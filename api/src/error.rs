//! Unified error types for the ratings API
//!
//! This module defines error types for each layer:
//! - `DomainError`: Core rating and aggregate errors
//! - `AppError`: Application layer errors (wraps domain errors for HTTP responses)

use axum::{
    http::StatusCode,
    response::{IntoResponse, Response},
    Json,
};
use serde::Serialize;
use thiserror::Error;

/// Domain layer errors - rating bookkeeping and storage errors
#[derive(Debug, Error)]
pub enum DomainError {
    #[error("Rating {value} is outside the valid range {min}..={max}")]
    InvalidValue { value: i32, min: i32, max: i32 },

    #[error("Unknown entity: {0}")]
    UnknownEntity(String),

    #[error("Not found: {0}")]
    NotFound(String),

    /// Optimistic-concurrency failure; the whole mutation may be retried.
    #[error("Conflict: {0}")]
    Conflict(String),

    /// The sum/count invariant was observed broken. Never retried.
    #[error("Internal inconsistency: {0}")]
    InternalInconsistency(String),

    #[error("Validation error: {0}")]
    Validation(String),

    #[error("Database error: {0}")]
    Database(String),
}

impl DomainError {
    /// Only storage conflicts are worth another attempt.
    pub fn is_retryable(&self) -> bool {
        matches!(self, DomainError::Conflict(_))
    }
}

/// Application layer errors - used by HTTP handlers
#[derive(Debug, Error)]
pub enum AppError {
    #[error("{0}")]
    Domain(#[from] DomainError),

    #[error("Invalid request: {0}")]
    BadRequest(String),
}

/// Error response body for JSON responses
#[derive(Serialize)]
struct ErrorResponse {
    error: String,
    #[serde(skip_serializing_if = "Option::is_none")]
    details: Option<String>,
}

impl IntoResponse for AppError {
    fn into_response(self) -> Response {
        let (status, error, details) = match &self {
            AppError::Domain(e @ DomainError::InvalidValue { .. }) => (
                StatusCode::BAD_REQUEST,
                "Invalid rating",
                Some(e.to_string()),
            ),
            AppError::Domain(DomainError::Validation(msg)) => (
                StatusCode::BAD_REQUEST,
                "Validation error",
                Some(msg.clone()),
            ),
            AppError::Domain(DomainError::UnknownEntity(id)) => (
                StatusCode::NOT_FOUND,
                "Unknown entity",
                Some(id.clone()),
            ),
            AppError::Domain(DomainError::NotFound(msg)) => {
                (StatusCode::NOT_FOUND, "Not found", Some(msg.clone()))
            }
            AppError::Domain(DomainError::Conflict(msg)) => {
                tracing::warn!("Conflict surfaced after retries: {}", msg);
                (
                    StatusCode::SERVICE_UNAVAILABLE,
                    "Temporarily unavailable, retry later",
                    None,
                )
            }
            AppError::Domain(DomainError::InternalInconsistency(_)) => {
                // Alerted where it was detected
                (
                    StatusCode::INTERNAL_SERVER_ERROR,
                    "Internal server error",
                    None,
                )
            }
            AppError::Domain(DomainError::Database(msg)) => {
                tracing::error!("Database error: {}", msg);
                (
                    StatusCode::INTERNAL_SERVER_ERROR,
                    "Internal server error",
                    None,
                )
            }
            AppError::BadRequest(msg) => {
                (StatusCode::BAD_REQUEST, "Bad request", Some(msg.clone()))
            }
        };

        let body = Json(ErrorResponse {
            error: error.to_string(),
            details,
        });

        (status, body).into_response()
    }
}

#[cfg(test)]
mod tests {
    use super::*;

    #[test]
    fn only_conflicts_are_retryable() {
        assert!(DomainError::Conflict("serialization failure".into()).is_retryable());
        assert!(!DomainError::NotFound("x".into()).is_retryable());
        assert!(!DomainError::UnknownEntity("x".into()).is_retryable());
        assert!(!DomainError::InternalInconsistency("x".into()).is_retryable());
        assert!(!DomainError::Database("x".into()).is_retryable());
    }

    #[test]
    fn status_codes() {
        let cases = [
            (
                AppError::from(DomainError::InvalidValue {
                    value: 9,
                    min: 1,
                    max: 5,
                }),
                StatusCode::BAD_REQUEST,
            ),
            (
                AppError::from(DomainError::UnknownEntity("42".into())),
                StatusCode::NOT_FOUND,
            ),
            (
                AppError::from(DomainError::NotFound("rating".into())),
                StatusCode::NOT_FOUND,
            ),
            (
                AppError::from(DomainError::Conflict("busy".into())),
                StatusCode::SERVICE_UNAVAILABLE,
            ),
            (
                AppError::from(DomainError::InternalInconsistency("count < 0".into())),
                StatusCode::INTERNAL_SERVER_ERROR,
            ),
            (
                AppError::BadRequest("empty user_id".into()),
                StatusCode::BAD_REQUEST,
            ),
        ];

        for (error, expected) in cases {
            assert_eq!(error.into_response().status(), expected);
        }
    }

    #[test]
    fn invalid_value_message_names_range() {
        let err = DomainError::InvalidValue {
            value: 0,
            min: 1,
            max: 5,
        };
        assert_eq!(err.to_string(), "Rating 0 is outside the valid range 1..=5");
    }
}
//! HTTP handlers
//!
//! Axum request handlers for the API endpoints.

pub mod entities;
pub mod ratings;

pub use entities::list_entities;
pub use ratings::{list_ratings, remove_rating, submit_rating};
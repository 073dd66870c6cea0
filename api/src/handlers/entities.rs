//! Entity listing handler

use axum::{extract::State, Json};
use serde::Serialize;

use crate::domain::ports::RatingStore;
use crate::error::AppError;
use crate::AppState;

/// A driver with its current average rating
#[derive(Debug, Serialize)]
pub struct EntityResponse {
    pub id: String,
    pub driver_info: String,
    /// `null` until the driver has been rated
    pub avg_rating: Option<f64>,
}

/// GET /drivers
pub async fn list_entities<S: RatingStore + 'static>(
    State(state): State<AppState<S>>,
) -> Result<Json<Vec<EntityResponse>>, AppError> {
    let entities = state.queries.list_entities().await?;

    Ok(Json(
        entities
            .into_iter()
            .map(|e| EntityResponse {
                id: e.entity_id.0,
                driver_info: e.info,
                avg_rating: e.average_rating,
            })
            .collect(),
    ))
}
//! In-memory adapters
//!
//! Process-local implementation of the storage ports, used when no database
//! is configured and throughout the test suite.

pub mod store;

pub use store::InMemoryRatingStore;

-- -- --

#### WHAT NEEDS TO BE DONE
Write out every entry once more, precisely as it stands.

#### ANSWER FOR THIS EXERCISE
filename api/src/error.rs
//! Unified error types for the ratings API
//!
//! This module defines error types for each layer:
//! - `DomainError`: Core rating and aggregate errors
//! - `AppError`: Application layer errors (wraps domain errors for HTTP responses)

use axum::{
    http::StatusCode,
    response::{IntoResponse, Response},
    Json,
};
use serde::Serialize;
use thiserror::Error;

/// Domain layer errors - rating bookkeeping and storage errors
#[derive(Debug, Error)]
pub enum DomainError {
    #[error("Rating {value} is outside the valid range {min}..={max}")]
    InvalidValue { value: i32, min: i32, max: i32 },

    #[error("Unknown entity: {0}")]
    UnknownEntity(String),

    #[error("Not found: {0}")]
    NotFound(String),

    /// Optimistic-concurrency failure; the whole mutation may be retried.
    #[error("Conflict: {0}")]
    Conflict(String),

    /// The sum/count invariant was observed broken. Never retried.
    #[error("Internal inconsistency: {0}")]
    InternalInconsistency(String),

    #[error("Validation error: {0}")]
    Validation(String),

    #[error("Database error: {0}")]
    Database(String),
}

impl DomainError {
    /// Only storage conflicts are worth another attempt.
    pub fn is_retryable(&self) -> bool {
        matches!(self, DomainError::Conflict(_))
    }
}

/// Application layer errors - used by HTTP handlers
#[derive(Debug, Error)]
pub enum AppError {
    #[error("{0}")]
    Domain(#[from] DomainError),

    #[error("Invalid request: {0}")]
    BadRequest(String),
}

/// Error response body for JSON responses
#[derive(Serialize)]
struct ErrorResponse {
    error: String,
    #[serde(skip_serializing_if = "Option::is_none")]
    details: Option<String>,
}

impl IntoResponse for AppError {
    fn into_response(self) -> Response {
        let (status, error, details) = match &self {
            AppError::Domain(e @ DomainError::InvalidValue { .. }) => (
                StatusCode::BAD_REQUEST,
                "Invalid rating",
                Some(e.to_string()),
            ),
            AppError::Domain(DomainError::Validation(msg)) => (
                StatusCode::BAD_REQUEST,
                "Validation error",
                Some(msg.clone()),
            ),
            AppError::Domain(DomainError::UnknownEntity(id)) => (
                StatusCode::NOT_FOUND,
                "Unknown entity",
                Some(id.clone()),
            ),
            AppError::Domain(DomainError::NotFound(msg)) => {
                (StatusCode::NOT_FOUND, "Not found", Some(msg.clone()))
            }
            AppError::Domain(DomainError::Conflict(msg)) => {
                tracing::warn!("Conflict surfaced after retries: {}", msg);
                (
                    StatusCode::SERVICE_UNAVAILABLE,
                    "Temporarily unavailable, retry later",
                    None,
                )
            }
            AppError::Domain(DomainError::InternalInconsistency(_)) => {
                // Alerted where it was detected
                (
                    StatusCode::INTERNAL_SERVER_ERROR,
                    "Internal server error",
                    None,
                )
            }
            AppError::Domain(DomainError::Database(msg)) => {
                tracing::error!("Database error: {}", msg);
                (
                    StatusCode::INTERNAL_SERVER_ERROR,
                    "Internal server error",
                    None,
                )
            }
            AppError::BadRequest(msg) => {
                (StatusCode::BAD_REQUEST, "Bad request", Some(msg.clone()))
            }
        };

        let body = Json(ErrorResponse {
            error: error.to_string(),
            details,
        });

        (status, body).into_response()
    }
}

#[cfg(test)]
mod tests {
    use super::*;

    #[test]
    fn only_conflicts_are_retryable() {
        assert!(DomainError::Conflict("serialization failure".into()).is_retryable());
        assert!(!DomainError::NotFound("x".into()).is_retryable());
        assert!(!DomainError::UnknownEntity("x".into()).is_retryable());
        assert!(!DomainError::InternalInconsistency("x".into()).is_retryable());
        assert!(!DomainError::Database("x".into()).is_retryable());
    }

    #[test]
    fn status_codes() {
        let cases = [
            (
                AppError::from(DomainError::InvalidValue {
                    value: 9,
                    min: 1,
                    max: 5,
                }),
                StatusCode::BAD_REQUEST,
            ),
            (
                AppError::from(DomainError::UnknownEntity("42".into())),
                StatusCode::NOT_FOUND,
            ),
            (
                AppError::from(DomainError::NotFound("rating".into())),
                StatusCode::NOT_FOUND,
            ),
            (
                AppError::from(DomainError::Conflict("busy".into())),
                StatusCode::SERVICE_UNAVAILABLE,
            ),
            (
                AppError::from(DomainError::InternalInconsistency("count < 0".into())),
                StatusCode::INTERNAL_SERVER_ERROR,
            ),
            (
                AppError::BadRequest("empty user_id".into()),
                StatusCode::BAD_REQUEST,
            ),
        ];

        for (error, expected) in cases {
            assert_eq!(error.into_response().status(), expected);
        }
    }

    #[test]
    fn invalid_value_message_names_range() {
        let err = DomainError::InvalidValue {
            value: 0,
            min: 1,
            max: 5,
        };
        assert_eq!(err.to_string(), "Rating 0 is outside the valid range 1..=5");
    }
}
//! HTTP handlers
//!
//! Axum request handlers for the API endpoints.

pub mod entities;
pub mod ratings;

pub use entities::list_entities;
pub use ratings::{list_ratings, remove_rating, submit_rating};
repository 073dd66870c6cea0
filename api/src/handlers/entities.rs
//! Entity listing handler

use axum::{extract::State, Json};
use serde::Serialize;

use crate::domain::ports::RatingStore;
use crate::error::AppError;
use crate::AppState;

/// A driver with its current average rating
#[derive(Debug, Serialize)]
pub struct EntityResponse {
    pub id: String,
    pub driver_info: String,
    /// `null` until the driver has been rated
    pub avg_rating: Option<f64>,
}

/// GET /drivers
pub async fn list_entities<S: RatingStore + 'static>(
    State(state): State<AppState<S>>,
) -> Result<Json<Vec<EntityResponse>>, AppError> {
    let entities = state.queries.list_entities().await?;

    Ok(Json(
        entities
            .into_iter()
            .map(|e| EntityResponse {
                id: e.entity_id.0,
                driver_info: e.info,
                avg_rating: e.average_rating,
            })
            .collect(),
    ))
}
//! In-memory adapters
//!
//! Process-local implementation of the storage ports, used when no database
//! is configured and throughout the test suite.

pub mod store;

pub use store::InMemoryRatingStore;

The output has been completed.